You can read about them here: www.charitywater.org
Charity: Water also has an interesting quiz on their website where you can answer a few questions and see who in a far away community is most like you.
Today, Saturday, April 22, 2017, is Earth Day. A year ago many of you spent Earth Day 2016 with me and my wonderful friends at the Women of Substance Conference. Your participation in that day resulted in donations of over $400 each to Ronald McDonald House, Camp Dreamcatcher, Girls on the Run, and Charity: Water.
If you have interest in helping me donate to Charity: water here is my proposal to you:
I have made "I Love the World" one of a kind art cards. They are mixed media using tea bags, embroidery, paints and indigo dyed papers and you can see the cards here.The cost of the card, including shipping, is $15. If you buy one of the cards from me I will turn around and donate your $15 plus $5 of my own to Charity: Water. That is an $20 donation to Charity:Water. Just send me an email and indicate which art card you would like and where you would like it mailed. It could also be a thoughtful gift given in some one else's name. If you are not crazy about donating to Charity: Water but would instead like to donate to another charity, I'll send you a card anyway with your word that you will make a donation. (I will only add $5 to Charity: Water donations.) There are so many good ways to make a difference in the world.
On this beautiful Earth Day in Pennsylvania it is raining as I write this note. It is so green here! Go out, create, share, play, do what you do to make the world a better place!

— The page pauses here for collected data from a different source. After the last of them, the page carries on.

// This Source Code Form is subject to the terms of the Mozilla Public
// License, v. 2.0. If a copy of the MPL was not distributed with this
// file, You can obtain one at https://mozilla.org/MPL/2.0/.

//! Per-quantity value ranges (`value_ranges.csv`).
//!
//! The table is transposed relative to the others: the first column holds
//! the row labels `Min`, `Max` and `Default`, and every further column is
//! one measured quantity.

use super::{csv_reader, Columns, Table};
use crate::error::{Error, Result};
use serde::{Deserialize, Serialize};
use std::io::Read;

const ROW_LABEL: &str = "Row Label";

/// Bounds used to normalize the color mapping of one quantity.
#[derive(Debug, Clone, Copy, PartialEq, Serialize, Deserialize)]
pub struct ValueRange {
    #[serde(rename = "Min")]
    pub min: f64,
    #[serde(rename = "Max")]
    pub max: f64,
}

impl ValueRange {
    pub fn new(min: f64, max: f64) -> Self {
        Self { min, max }
    }
}

#[derive(Debug, Clone, PartialEq, Serialize)]
pub struct QuantityRange {
    pub quantity: String,
    pub range: ValueRange,
    pub default: bool,
}

#[derive(Debug, Clone, Default)]
pub struct ValueRanges {
    entries: Vec<QuantityRange>,
}

impl ValueRanges {
    pub fn new(entries: Vec<QuantityRange>) -> Self {
        Self { entries }
    }

    pub fn entries(&self) -> &[QuantityRange] {
        &self.entries
    }

    /// Quantity names in column order.
    pub fn quantities(&self) -> impl Iterator<Item = &str> {
        self.entries.iter().map(|e| e.quantity.as_str())
    }

    pub fn get(&self, quantity: &str) -> Result<ValueRange> {
        self.entries
            .iter()
            .find(|e| e.quantity == quantity)
            .map(|e| e.range)
            .ok_or_else(|| Error::UnknownQuantity(quantity.to_string()))
    }

    /// The quantity displayed initially. The first flagged column wins.
    pub fn default_quantity(&self) -> Result<&str> {
        let mut flagged = self.entries.iter().filter(|e| e.default);
        let first = flagged
            .next()
            .ok_or_else(|| Error::configuration(Self::NAME, "no quantity carries the default flag"))?;
        let extra = flagged.count();
        if extra > 0 {
            tracing::warn!(
                quantity = %first.quantity,
                extra,
                "Several quantities flagged as default, using the first"
            );
        }
        Ok(&first.quantity)
    }
}

impl Table for ValueRanges {
    const NAME: &'static str = "value_ranges";

    fn from_reader<R: Read>(rdr: R) -> Result<Self> {
        let mut rdr = csv_reader(rdr);
        let columns = Columns::new(Self::NAME, rdr.headers()?.clone());
        let label_col = columns.required(ROW_LABEL)?;

        let quantity_cols: Vec<usize> = columns
            .iter()
            .filter(|(i, name)| *i != label_col && !name.is_empty())
            .map(|(i, _)| i)
            .collect();

        let mut mins = None;
        let mut maxes = None;
        let mut defaults = None;

        for (row, record) in rdr.records().enumerate() {
            let record = record?;
            match record.get(label_col).unwrap_or_default() {
                "Min" => {
                    mins = Some(
                        quantity_cols
                            .iter()
                            .map(|&c| columns.number(&record, c, row))
                            .collect::<Result<Vec<_>>>()?,
                    )
                }
                "Max" => {
                    maxes = Some(
                        quantity_cols
                            .iter()
                            .map(|&c| columns.number(&record, c, row))
                            .collect::<Result<Vec<_>>>()?,
                    )
                }
                "Default" => {
                    defaults = Some(
                        quantity_cols
                            .iter()
                            .map(|&c| columns.flag(&record, c, row))
                            .collect::<Result<Vec<_>>>()?,
                    )
                }
                other => tracing::debug!(label = other, "Ignoring value range row"),
            }
        }

        let missing = |label: &str| Error::configuration(Self::NAME, format!("missing '{}' row", label));
        let mins = mins.ok_or_else(|| missing("Min"))?;
        let maxes = maxes.ok_or_else(|| missing("Max"))?;
        let defaults = defaults.ok_or_else(|| missing("Default"))?;

        let entries = quantity_cols
            .iter()
            .enumerate()
            .map(|(n, &c)| QuantityRange {
                quantity: columns.name(c).to_string(),
                range: ValueRange::new(mins[n], maxes[n]),
                default: defaults[n],
            })
            .collect();

        Ok(Self { entries })
    }
}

Optimism: a feeling or belief that good things will happen in the future
I may be the champion of encouragement, optimism and finding the joy, but really, who can be positive all the time? My life, like yours, has been a messy mix of sorrow, pain, challenges, boredom, anxiety, joys, contentment and excitement. We are all living the full catastrophe. In each of our lives there are long stretches where optimism seems like a fantasy and joy has flown out the window to nest in someone else's tree.
Right now I know of women mourning the death of a husband or a child, parents struggling with troubled children and young adults trying to find meaning in their life. Sixty year old friends have recently lost their jobs and with insufficient income and savings doubt they'll find work to support their family. I know men and women struggling with addiction, anxiety, infertility, and obesity. Friends are facing cancer and all other kinds of health issues, spouses with dementia, and aging parents.
In these situations, wouldn't the logical conclusion be to go to bed and pull the covers up over one's head?
And yet, for the most part, none of us give up. We still get up every morning and keep trying to make things better in any way we can. I'm not saying its easy or fun, but we do keep trying.
Being an optimist doesn't mean one always believes that good things will happen. I think optimism is big enough and flexible enough to embrace the idea that living optimistically also means that we don't give up when the going gets tough.
Give yourself that. Today you did the best you could with what life has given you. You keep trying. It may not be pretty and you may not succeed but you keep trying every day to live a life that reflects the values that are important to you. Give yourself credit for the courage it requires to get up each morning and face the challenges of your life.